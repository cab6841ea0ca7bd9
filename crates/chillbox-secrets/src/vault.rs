//! Encrypted-at-rest secrets for the current operator.
//!
//! Each configured secret is evaluated against the archive before anything
//! is prompted:
//!
//! | owner        | ciphertext | expires       | decision            |
//! |--------------|------------|---------------|---------------------|
//! | someone else | any        | any           | skip                |
//! | me           | absent     | any           | prompt and store    |
//! | me           | present    | none          | skip                |
//! | me           | present    | after today   | skip                |
//! | me           | present    | today/earlier | fatal, never reprompt |

use std::collections::BTreeMap;
use std::io::Write;
use std::os::unix::fs::OpenOptionsExt;

use chillbox_core::config::Secret;
use chillbox_core::{ArchiveLayout, ChillboxError, ChillboxResult, Decision, Identity, SkipReason};
use chrono::NaiveDate;
use secrecy::{ExposeSecret, SecretString};

use crate::keys::UnlockedKey;
use crate::prompt::Prompter;
use crate::shred::ShredGuard;
use crate::tool::{encrypt_to, CryptoTool};

/// Decide what to do with one secret. Pure; touches no files.
pub fn evaluate_secret(
    secret: &Secret,
    identity: &Identity,
    ciphertext_exists: bool,
    today: NaiveDate,
) -> Decision {
    if !identity.owns(secret.owner.as_deref()) {
        return Decision::Skip(SkipReason::NotOwner {
            owner: secret.owner.clone(),
        });
    }
    if !ciphertext_exists {
        return Decision::Process;
    }
    match secret.expires {
        None => Decision::Skip(SkipReason::NoExpiration),
        Some(expires) if today < expires => Decision::Skip(SkipReason::NotExpired { expires }),
        Some(expires) => Decision::Fatal(ChillboxError::ExpiredSecret {
            id: secret.id.clone(),
            expires,
        }),
    }
}

#[derive(Debug, Default, Clone, PartialEq, Eq)]
pub struct SyncReport {
    pub stored: Vec<String>,
    pub skipped: Vec<(String, SkipReason)>,
}

pub struct SecretsVault<'a> {
    layout: &'a ArchiveLayout,
    crypto: &'a dyn CryptoTool,
    identity: &'a Identity,
}

impl<'a> SecretsVault<'a> {
    pub fn new(layout: &'a ArchiveLayout, crypto: &'a dyn CryptoTool, identity: &'a Identity) -> Self {
        Self {
            layout,
            crypto,
            identity,
        }
    }

    /// Prompt for and store every owned secret that has no ciphertext yet.
    ///
    /// Every secret is evaluated first, so an expired secret fails the run
    /// before the operator is asked for anything.
    pub fn sync_secrets(
        &self,
        secrets: &[Secret],
        prompter: &dyn Prompter,
        today: NaiveDate,
    ) -> ChillboxResult<SyncReport> {
        let mut plan = Vec::with_capacity(secrets.len());
        for secret in secrets {
            let exists = self.layout.secret(&secret.id).exists();
            match evaluate_secret(secret, self.identity, exists, today) {
                Decision::Fatal(e) => return Err(e),
                decision => plan.push((secret, decision)),
            }
        }

        let mut report = SyncReport::default();
        for (secret, decision) in plan {
            match decision {
                Decision::Skip(reason) => {
                    tracing::info!(secret = %secret.id, "skipping secret: {reason}");
                    report.skipped.push((secret.id.clone(), reason));
                }
                Decision::Process => {
                    let value = prompter.secret(&secret.prompt)?;
                    self.store(secret, &value)?;
                    report.stored.push(secret.id.clone());
                }
                Decision::Fatal(e) => return Err(e),
            }
        }
        Ok(report)
    }

    /// Encrypt `value` to the local public key as `secrets/{id}.aes`.
    fn store(&self, secret: &Secret, value: &SecretString) -> ChillboxResult<()> {
        let cleartext = ShredGuard::temp("chillbox-secret-")?;
        std::fs::write(cleartext.path(), value.expose_secret().as_bytes())?;
        let ciphertext = encrypt_to(self.crypto, &self.layout.public_key(), cleartext.path())?;
        cleartext.shred()?;

        let dest = self.layout.secret(&secret.id);
        std::fs::create_dir_all(self.layout.secrets_dir())?;
        let tmp = dest.with_extension("aes.tmp");
        let mut file = std::fs::OpenOptions::new()
            .write(true)
            .create(true)
            .truncate(true)
            .mode(0o600)
            .open(&tmp)?;
        file.write_all(&ciphertext)?;
        file.sync_all()?;
        std::fs::rename(&tmp, &dest)?;

        tracing::info!(secret = %secret.id, "stored secret");
        Ok(())
    }

    /// Decrypt one owned secret for immediate use.
    pub fn decrypt_for_use(&self, secret: &Secret, key: &UnlockedKey) -> ChillboxResult<SecretString> {
        if !self.identity.owns(secret.owner.as_deref()) {
            return Err(ChillboxError::Decryption(format!(
                "the secret '{}' is not owned by {}",
                secret.id, self.identity
            )));
        }
        let path = self.layout.secret(&secret.id);
        let ciphertext = std::fs::read(&path).map_err(|e| {
            ChillboxError::MissingFile(format!("secret '{}' at {}: {e}", secret.id, path.display()))
        })?;
        let plaintext = self.crypto.decrypt(&key.private_key()?, &ciphertext)?;
        let text = String::from_utf8(plaintext.to_vec()).map_err(|_| {
            ChillboxError::Decryption(format!("the secret '{}' is not valid UTF-8", secret.id))
        })?;
        Ok(SecretString::from(text))
    }

    /// Decrypt every owned secret, keyed by its variable name.
    pub fn load_secrets(
        &self,
        secrets: &[Secret],
        key: &UnlockedKey,
    ) -> ChillboxResult<BTreeMap<String, SecretString>> {
        let mut loaded = BTreeMap::new();
        for secret in secrets {
            if !self.identity.owns(secret.owner.as_deref()) {
                tracing::debug!(secret = %secret.id, "not loading secret owned by someone else");
                continue;
            }
            loaded.insert(secret.name.clone(), self.decrypt_for_use(secret, key)?);
        }
        Ok(loaded)
    }
}

#[cfg(test)]
mod tests {
    use super::*;

    fn secret(owner: Option<&str>, expires: Option<NaiveDate>) -> Secret {
        Secret {
            id: "db-pass".into(),
            name: "DB_PASSWORD".into(),
            owner: owner.map(String::from),
            prompt: "Database password".into(),
            expires,
            dest: None,
        }
    }

    fn day(y: i32, m: u32, d: u32) -> NaiveDate {
        NaiveDate::from_ymd_opt(y, m, d).unwrap()
    }

    #[test]
    fn not_owned_is_skipped_even_when_expired() {
        let s = secret(Some("alice"), Some(day(2020, 1, 1)));
        let decision = evaluate_secret(&s, &Identity::new("bob"), true, day(2024, 1, 1));
        assert!(matches!(decision, Decision::Skip(SkipReason::NotOwner { .. })));
    }

    #[test]
    fn unowned_secret_is_skipped() {
        let s = secret(None, None);
        let decision = evaluate_secret(&s, &Identity::new("alice"), false, day(2024, 1, 1));
        assert!(matches!(decision, Decision::Skip(SkipReason::NotOwner { owner: None })));
    }

    #[test]
    fn missing_ciphertext_is_processed() {
        let s = secret(Some("alice"), Some(day(2020, 1, 1)));
        assert!(evaluate_secret(&s, &Identity::new("alice"), false, day(2024, 1, 1)).is_process());
    }

    #[test]
    fn existing_without_expiry_is_skipped() {
        let s = secret(Some("alice"), None);
        let decision = evaluate_secret(&s, &Identity::new("alice"), true, day(2024, 1, 1));
        assert!(matches!(decision, Decision::Skip(SkipReason::NoExpiration)));
    }

    #[test]
    fn future_expiry_is_skipped() {
        let s = secret(Some("alice"), Some(day(2030, 1, 1)));
        let decision = evaluate_secret(&s, &Identity::new("alice"), true, day(2024, 1, 1));
        assert!(matches!(decision, Decision::Skip(SkipReason::NotExpired { .. })));
    }

    #[test]
    fn expired_is_fatal() {
        let s = secret(Some("alice"), Some(day(2020, 1, 1)));
        let decision = evaluate_secret(&s, &Identity::new("alice"), true, day(2024, 1, 1));
        assert!(matches!(
            decision,
            Decision::Fatal(ChillboxError::ExpiredSecret { ref id, .. }) if id == "db-pass"
        ));
    }

    #[test]
    fn expiring_today_is_fatal() {
        let s = secret(Some("alice"), Some(day(2024, 1, 1)));
        let decision = evaluate_secret(&s, &Identity::new("alice"), true, day(2024, 1, 1));
        assert!(matches!(decision, Decision::Fatal(_)));
    }
}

※ ※ ※

__The problem__:
Your job is to copy out every line from the records above that has the word "ChillboxError".

__Answer space__:
use chillbox_core::{ArchiveLayout, ChillboxError, ChillboxResult, Decision, Identity, SkipReason};
        Some(expires) => Decision::Fatal(ChillboxError::ExpiredSecret {
            return Err(ChillboxError::Decryption(format!(
            ChillboxError::MissingFile(format!("secret '{}' at {}: {e}", secret.id, path.display()))
            ChillboxError::Decryption(format!("the secret '{}' is not valid UTF-8", secret.id))
            Decision::Fatal(ChillboxError::ExpiredSecret { ref id, .. }) if id == "db-pass"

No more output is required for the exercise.